## Exercise instructions
In the response, each entry below should appear again exactly as given.

## Dataset records
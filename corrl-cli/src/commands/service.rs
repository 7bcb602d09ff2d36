//! `corrl status|up|down`: lifecycle of the CorrLang core service.

use anyhow::{Context, Result};
use chrono::Utc;
use clap::Args;

use corrl_client::{ensure_running, StartupPoll};
use corrl_core::{query, Outcome};

use super::GlobalArgs;

#[derive(Args, Debug)]
pub struct StatusArgs {}

impl StatusArgs {
    pub fn run(self, global: &GlobalArgs) -> Result<()> {
        let (settings, gateway) = global.gateway()?;
        let outcome = query::service_status(&gateway, settings.port, Utc::now())
            .context("failed to query service status")?;
        super::print(&outcome);
        Ok(())
    }
}

#[derive(Args, Debug)]
pub struct UpArgs {}

impl UpArgs {
    pub fn run(self, global: &GlobalArgs) -> Result<()> {
        let settings = global.settings()?;
        let startup = ensure_running(&settings.home, &settings.java, StartupPoll::default())
            .context("failed to start CorrLang core service")?;
        super::print(&Outcome::ServiceStarted {
            port: startup.port,
            already_running: startup.already_running,
        });
        Ok(())
    }
}

#[derive(Args, Debug)]
pub struct DownArgs {}

impl DownArgs {
    pub fn run(self, global: &GlobalArgs) -> Result<()> {
        let (_, gateway) = global.gateway()?;
        let reason = format!("CLI Request: PID={}", std::process::id());
        let outcome =
            query::shutdown(&gateway, &reason).context("failed to stop CorrLang core service")?;
        super::print(&outcome);
        Ok(())
    }
}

## Answer area
filename corrl-cli/src/commands/service.rs
repository 7bcb602d09ff2d36
//! `corrl status|up|down`: lifecycle of the CorrLang core service.

use anyhow::{Context, Result};
use chrono::Utc;
use clap::Args;

use corrl_client::{ensure_running, StartupPoll};
use corrl_core::{query, Outcome};

use super::GlobalArgs;

#[derive(Args, Debug)]
pub struct StatusArgs {}

impl StatusArgs {
    pub fn run(self, global: &GlobalArgs) -> Result<()> {
        let (settings, gateway) = global.gateway()?;
        let outcome = query::service_status(&gateway, settings.port, Utc::now())
            .context("failed to query service status")?;
        super::print(&outcome);
        Ok(())
    }
}

#[derive(Args, Debug)]
pub struct UpArgs {}

impl UpArgs {
    pub fn run(self, global: &GlobalArgs) -> Result<()> {
        let settings = global.settings()?;
        let startup = ensure_running(&settings.home, &settings.java, StartupPoll::default())
            .context("failed to start CorrLang core service")?;
        super::print(&Outcome::ServiceStarted {
            port: startup.port,
            already_running: startup.already_running,
        });
        Ok(())
    }
}

#[derive(Args, Debug)]
pub struct DownArgs {}

impl DownArgs {
    pub fn run(self, global: &GlobalArgs) -> Result<()> {
        let (_, gateway) = global.gateway()?;
        let reason = format!("CLI Request: PID={}", std::process::id());
        let outcome =
            query::shutdown(&gateway, &reason).context("failed to stop CorrLang core service")?;
        super::print(&outcome);
        Ok(())
    }
}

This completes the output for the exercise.